**WHAT YOU WILL DO:** Give the number of lines in the records below that contain the word "insert". State only that number.

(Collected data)
○ ○ ○
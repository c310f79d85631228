//! JWT token generation and validation
//!
//! Two token classes share one HMAC-SHA256 key:
//! - access tokens, which grant resource access
//! - temp tokens, which only prove first-factor success and are exchanged
//!   at the second-factor endpoint
//!
//! Every token also carries the principal kind it was issued for, so a user
//! token is never accepted where an admin token is expected.

use base64::Engine;
use chrono::{DateTime, Duration, Utc};
use jsonwebtoken::{decode, encode, Algorithm, DecodingKey, EncodingKey, Header, Validation};
use rand::RngCore;
use serde::{Deserialize, Serialize};
use thiserror::Error;
use uuid::Uuid;
use warden_core::{AdminRole, AuthConfig, PrincipalKind};

/// Length of a generated signing secret, in bytes
const GENERATED_KEY_LEN: usize = 48;

/// Token class carried in the `typ` claim
#[derive(Debug, Clone, Copy, PartialEq, Eq, Serialize, Deserialize)]
pub enum TokenClass {
    #[serde(rename = "access")]
    Access,
    #[serde(rename = "2fa")]
    SecondFactor,
}

/// JWT claims
#[derive(Debug, Clone, Serialize, Deserialize)]
pub struct Claims {
    /// Token issuer
    pub iss: String,
    /// Subject - principal email
    pub sub: String,
    /// Principal id; an email can be handed to another account later
    pub uid: i64,
    /// JWT ID, unique per issued token
    pub jti: String,
    /// Issued at (Unix epoch seconds)
    pub iat: i64,
    /// Expiration (Unix epoch seconds)
    pub exp: i64,
    pub typ: TokenClass,
    pub kind: PrincipalKind,
    /// Admin role, present on admin access tokens only
    #[serde(default, skip_serializing_if = "Option::is_none")]
    pub role: Option<AdminRole>,
}

/// Token validation errors
#[derive(Debug, Error, PartialEq, Eq)]
pub enum TokenError {
    #[error("Token has expired")]
    Expired,

    #[error("Invalid token signature")]
    InvalidSignature,

    #[error("Invalid token format")]
    Malformed,

    #[error("Token is not valid for this endpoint")]
    WrongClass,

    #[error("Failed to encode token: {0}")]
    Encoding(String),
}

/// HMAC key material, built once at startup
#[derive(Clone)]
pub struct SigningKey {
    encoding: EncodingKey,
    decoding: DecodingKey,
}

impl std::fmt::Debug for SigningKey {
    fn fmt(&self, f: &mut std::fmt::Formatter<'_>) -> std::fmt::Result {
        f.write_str("SigningKey(..)")
    }
}

impl SigningKey {
    pub fn from_secret(secret: &str) -> Self {
        Self {
            encoding: EncodingKey::from_secret(secret.as_bytes()),
            decoding: DecodingKey::from_secret(secret.as_bytes()),
        }
    }

    /// Random URL-safe secret
    pub fn generate() -> Self {
        let mut bytes = [0u8; GENERATED_KEY_LEN];
        rand::thread_rng().fill_bytes(&mut bytes);
        let secret = base64::engine::general_purpose::URL_SAFE_NO_PAD.encode(bytes);
        Self::from_secret(&secret)
    }

    /// Use the configured secret, or generate one if none is set
    pub fn from_config(config: &AuthConfig) -> Self {
        match config.secret_key.as_deref().filter(|s| !s.is_empty()) {
            Some(secret) => Self::from_secret(secret),
            None => {
                tracing::warn!(
                    "SECRET_KEY not set; using a generated signing key. Tokens will not survive a restart"
                );
                Self::generate()
            }
        }
    }
}

/// A freshly signed token with its expiry
#[derive(Debug, Clone)]
pub struct IssuedToken {
    pub token: String,
    pub expires_at: DateTime<Utc>,
    /// Lifetime in seconds
    pub expires_in: i64,
}

/// Issues and validates access and temp tokens
#[derive(Debug, Clone)]
pub struct TokenIssuer {
    key: SigningKey,
    issuer: String,
    access_ttl: Duration,
    temp_ttl: Duration,
}

impl TokenIssuer {
    pub fn new(key: SigningKey, config: &AuthConfig) -> Self {
        Self {
            key,
            issuer: config.issuer.clone(),
            access_ttl: Duration::minutes(config.access_token_expire_minutes),
            temp_ttl: Duration::minutes(config.temp_token_expire_minutes),
        }
    }

    pub fn access_ttl(&self) -> Duration {
        self.access_ttl
    }

    /// Issue a full access token
    pub fn issue_access(
        &self,
        kind: PrincipalKind,
        id: i64,
        email: &str,
        role: Option<AdminRole>,
    ) -> Result<IssuedToken, TokenError> {
        self.issue(TokenClass::Access, kind, id, email, role, self.access_ttl)
    }

    /// Issue a temp token bridging the first and second factor
    pub fn issue_temp(
        &self,
        kind: PrincipalKind,
        id: i64,
        email: &str,
    ) -> Result<IssuedToken, TokenError> {
        self.issue(TokenClass::SecondFactor, kind, id, email, None, self.temp_ttl)
    }

    /// Validate an access token issued for `kind`
    pub fn verify_access(&self, kind: PrincipalKind, token: &str) -> Result<Claims, TokenError> {
        self.verify(TokenClass::Access, kind, token)
    }

    /// Validate a temp token issued for `kind`
    pub fn verify_temp(&self, kind: PrincipalKind, token: &str) -> Result<Claims, TokenError> {
        self.verify(TokenClass::SecondFactor, kind, token)
    }

    fn issue(
        &self,
        typ: TokenClass,
        kind: PrincipalKind,
        id: i64,
        email: &str,
        role: Option<AdminRole>,
        ttl: Duration,
    ) -> Result<IssuedToken, TokenError> {
        let now = Utc::now();
        let expires_at = now + ttl;

        let claims = Claims {
            iss: self.issuer.clone(),
            sub: email.to_string(),
            uid: id,
            jti: Uuid::new_v4().to_string(),
            iat: now.timestamp(),
            exp: expires_at.timestamp(),
            typ,
            kind,
            role,
        };

        Ok(IssuedToken {
            token: self.encode_claims(&claims)?,
            expires_at,
            expires_in: ttl.num_seconds(),
        })
    }

    fn encode_claims(&self, claims: &Claims) -> Result<String, TokenError> {
        encode(&Header::new(Algorithm::HS256), claims, &self.key.encoding)
            .map_err(|e| TokenError::Encoding(e.to_string()))
    }

    fn verify(
        &self,
        typ: TokenClass,
        kind: PrincipalKind,
        token: &str,
    ) -> Result<Claims, TokenError> {
        let mut validation = Validation::new(Algorithm::HS256);
        validation.leeway = 0;
        validation.set_issuer(&[&self.issuer]);
        validation.set_required_spec_claims(&["exp", "iss", "sub"]);

        let claims = decode::<Claims>(token, &self.key.decoding, &validation)
            .map_err(|e| match e.kind() {
                jsonwebtoken::errors::ErrorKind::ExpiredSignature => TokenError::Expired,
                jsonwebtoken::errors::ErrorKind::InvalidSignature => TokenError::InvalidSignature,
                _ => TokenError::Malformed,
            })?
            .claims;

        if claims.typ != typ || claims.kind != kind {
            return Err(TokenError::WrongClass);
        }
        Ok(claims)
    }
}

#[cfg(test)]
mod tests {
    use super::*;

    fn issuer_with(secret: &str) -> TokenIssuer {
        let config = AuthConfig {
            secret_key: Some(secret.to_string()),
            ..Default::default()
        };
        TokenIssuer::new(SigningKey::from_config(&config), &config)
    }

    #[test]
    fn test_issue_and_verify_access_token() {
        let issuer = issuer_with("test-secret");
        let issued = issuer
            .issue_access(PrincipalKind::Admin, 1, "root@example.com", Some(AdminRole::SuperAdmin))
            .unwrap();

        assert_eq!(issued.expires_in, 30 * 60);

        let claims = issuer
            .verify_access(PrincipalKind::Admin, &issued.token)
            .unwrap();
        assert_eq!(claims.sub, "root@example.com");
        assert_eq!(claims.uid, 1);
        assert_eq!(claims.iss, "warden");
        assert_eq!(claims.typ, TokenClass::Access);
        assert_eq!(claims.role, Some(AdminRole::SuperAdmin));
        assert_eq!(claims.exp - claims.iat, 30 * 60);
    }

    #[test]
    fn test_token_classes_do_not_cross() {
        let issuer = issuer_with("test-secret");
        let temp = issuer.issue_temp(PrincipalKind::User, 7, "a@example.com").unwrap();
        let access = issuer
            .issue_access(PrincipalKind::User, 7, "a@example.com", None)
            .unwrap();

        assert_eq!(
            issuer.verify_access(PrincipalKind::User, &temp.token).unwrap_err(),
            TokenError::WrongClass
        );
        assert_eq!(
            issuer.verify_temp(PrincipalKind::User, &access.token).unwrap_err(),
            TokenError::WrongClass
        );
        assert!(issuer.verify_temp(PrincipalKind::User, &temp.token).is_ok());
    }

    #[test]
    fn test_user_token_rejected_for_admin() {
        let issuer = issuer_with("test-secret");
        let access = issuer
            .issue_access(PrincipalKind::User, 7, "a@example.com", None)
            .unwrap();

        assert_eq!(
            issuer.verify_access(PrincipalKind::Admin, &access.token).unwrap_err(),
            TokenError::WrongClass
        );
    }

    #[test]
    fn test_temp_token_has_short_ttl_and_no_role() {
        let issuer = issuer_with("test-secret");
        let temp = issuer.issue_temp(PrincipalKind::Admin, 1, "root@example.com").unwrap();
        assert_eq!(temp.expires_in, 5 * 60);

        let claims = issuer.verify_temp(PrincipalKind::Admin, &temp.token).unwrap();
        assert_eq!(claims.role, None);
    }

    #[test]
    fn test_wrong_secret() {
        let token = issuer_with("secret1")
            .issue_access(PrincipalKind::User, 7, "a@example.com", None)
            .unwrap();

        let result = issuer_with("secret2").verify_access(PrincipalKind::User, &token.token);
        assert_eq!(result.unwrap_err(), TokenError::InvalidSignature);
    }

    #[test]
    fn test_invalid_token() {
        let issuer = issuer_with("test-secret");
        assert_eq!(
            issuer.verify_access(PrincipalKind::User, "invalid.token.here").unwrap_err(),
            TokenError::Malformed
        );
    }

    #[test]
    fn test_expired_token() {
        let issuer = issuer_with("test-secret");
        let now = Utc::now().timestamp();

        // Expired one second ago; no leeway is granted
        let claims = Claims {
            iss: "warden".to_string(),
            sub: "a@example.com".to_string(),
            uid: 7,
            jti: Uuid::new_v4().to_string(),
            iat: now - 60,
            exp: now - 1,
            typ: TokenClass::Access,
            kind: PrincipalKind::User,
            role: None,
        };
        let token = issuer.encode_claims(&claims).unwrap();

        assert_eq!(
            issuer.verify_access(PrincipalKind::User, &token).unwrap_err(),
            TokenError::Expired
        );
    }

    #[test]
    fn test_generated_keys_differ() {
        let config = AuthConfig::default();
        let a = TokenIssuer::new(SigningKey::generate(), &config);
        let b = TokenIssuer::new(SigningKey::generate(), &config);

        let token = a.issue_access(PrincipalKind::User, 7, "a@example.com", None).unwrap();
        assert!(b.verify_access(PrincipalKind::User, &token.token).is_err());
    }

    #[test]
    fn test_claims_serialize_class_names() {
        let json = serde_json::to_value(TokenClass::SecondFactor).unwrap();
        assert_eq!(json, "2fa");
        let json = serde_json::to_value(TokenClass::Access).unwrap();
        assert_eq!(json, "access");
    }
}
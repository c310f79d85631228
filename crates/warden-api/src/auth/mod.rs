//! Authentication and authorization module
//!
//! - Token issuance and validation (access and temp tokens)
//! - Principal directories for users and administrators
//! - The generic authentication service
//! - Second-factor delegation to external verifiers
//! - Middleware for request authentication

pub mod gateway;
pub mod jwt;
pub mod middleware;
pub mod principal;
pub mod service;

pub use gateway::{GatewayError, HttpSecondFactorGateway, SecondFactorGateway};
pub use jwt::{Claims, IssuedToken, SigningKey, TokenClass, TokenError, TokenIssuer};
pub use middleware::{require_admin, require_super_admin, require_user, BearerToken};
pub use principal::{AdminDirectory, PrincipalDirectory, UserDirectory};
pub use service::{AuthError, AuthService, LoginOutcome};
//! Authentication middleware for protecting routes
//!
//! Extracts the bearer token from the Authorization header and resolves it
//! through the matching [`AuthService`](super::AuthService). On success the
//! principal ([`User`] or [`Admin`]) and the raw [`BearerToken`] are added to
//! request extensions.

use axum::{
    extract::{Request, State},
    http::header,
    middleware::Next,
    response::Response,
};
use std::sync::Arc;
use warden_core::{Admin, AdminRole, User};

use crate::error::AppError;
use crate::state::AppState;

/// The bearer token that authenticated the current request
#[derive(Debug, Clone)]
pub struct BearerToken(pub String);

fn bearer_token(request: &Request) -> Result<String, AppError> {
    let value = request
        .headers()
        .get(header::AUTHORIZATION)
        .ok_or_else(|| AppError::Unauthorized("Not authenticated".to_string()))?
        .to_str()
        .map_err(|_| AppError::Unauthorized("Invalid Authorization header".to_string()))?;

    let token = value
        .strip_prefix("Bearer ")
        .or_else(|| value.strip_prefix("bearer "))
        .map(str::trim)
        .filter(|t| !t.is_empty())
        .ok_or_else(|| AppError::Unauthorized("Invalid Authorization header".to_string()))?;

    Ok(token.to_string())
}

/// Require an active user
pub async fn require_user(
    State(state): State<Arc<AppState>>,
    mut request: Request,
    next: Next,
) -> Result<Response, AppError> {
    let token = bearer_token(&request)?;
    let user: User = state.user_auth.authenticate(&token).await?;

    request.extensions_mut().insert(user);
    request.extensions_mut().insert(BearerToken(token));
    Ok(next.run(request).await)
}

/// Require an active admin with a live session
pub async fn require_admin(
    State(state): State<Arc<AppState>>,
    mut request: Request,
    next: Next,
) -> Result<Response, AppError> {
    let token = bearer_token(&request)?;
    let admin: Admin = state.admin_auth.authenticate(&token).await?;

    request.extensions_mut().insert(admin);
    request.extensions_mut().insert(BearerToken(token));
    Ok(next.run(request).await)
}

/// Require a super admin. Must be layered inside [`require_admin`].
pub async fn require_super_admin(request: Request, next: Next) -> Result<Response, AppError> {
    let admin = request
        .extensions()
        .get::<Admin>()
        .ok_or_else(|| AppError::Unauthorized("Not authenticated".to_string()))?;

    if admin.role != AdminRole::SuperAdmin {
        tracing::warn!(id = admin.id, "Super admin route refused");
        return Err(AppError::Forbidden(
            "Super admin privileges required".to_string(),
        ));
    }

    Ok(next.run(request).await)
}

#[cfg(test)]
mod tests {
    use super::*;
    use axum::body::Body;

    fn request_with(header_value: Option<&str>) -> Request {
        let mut builder = Request::builder().uri("/");
        if let Some(v) = header_value {
            builder = builder.header(header::AUTHORIZATION, v);
        }
        builder.body(Body::empty()).unwrap()
    }

    #[test]
    fn test_bearer_token_extraction() {
        assert_eq!(
            bearer_token(&request_with(Some("Bearer abc.def.ghi"))).unwrap(),
            "abc.def.ghi"
        );
        assert!(bearer_token(&request_with(None)).is_err());
        assert!(bearer_token(&request_with(Some("Basic dXNlcjpwdw=="))).is_err());
        assert!(bearer_token(&request_with(Some("Bearer "))).is_err());
    }
}
//! Warden API Server

use std::sync::Arc;
use tracing_subscriber::EnvFilter;
use warden_api::{
    create_router,
    state::{AppState, Stores},
};
use warden_core::{AppConfig, MemoryStore, PgStore, StorageBackend};

fn init_tracing(config: &AppConfig) {
    let filter = EnvFilter::try_from_default_env().unwrap_or_else(|_| {
        EnvFilter::new(format!(
            "warden_api={level},warden_core={level},tower_http=info",
            level = config.logging.level
        ))
    });

    let builder = tracing_subscriber::fmt().with_env_filter(filter);
    if config.logging.json_format {
        builder.json().init();
    } else {
        builder.init();
    }
}

#[tokio::main]
async fn main() -> anyhow::Result<()> {
    let config = AppConfig::load()?;
    init_tracing(&config);

    let stores = match config.database.backend {
        StorageBackend::Postgres => {
            let store =
                PgStore::connect(&config.database.postgres_url, config.database.pool_size).await?;
            store.migrate().await?;
            tracing::info!("Connected to PostgreSQL");
            Stores::from_backend(Arc::new(store))
        }
        StorageBackend::Memory => {
            tracing::warn!("Using in-memory storage; all data is lost on shutdown");
            Stores::from_backend(Arc::new(MemoryStore::new()))
        }
    };

    let addr = format!("{}:{}", config.server.host, config.server.port);
    let state = Arc::new(AppState::new(config, stores)?);
    let app = create_router(state);

    let listener = tokio::net::TcpListener::bind(&addr).await?;
    tracing::info!("Warden API Server starting on http://{}", addr);
    tracing::info!("Swagger UI available at http://{}/swagger-ui/", addr);
    tracing::info!("OpenAPI spec at http://{}/api-docs/openapi.json", addr);

    axum::serve(listener, app).await?;

    Ok(())
}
○ ○ ○
**FINISHED EXERCISE:** 4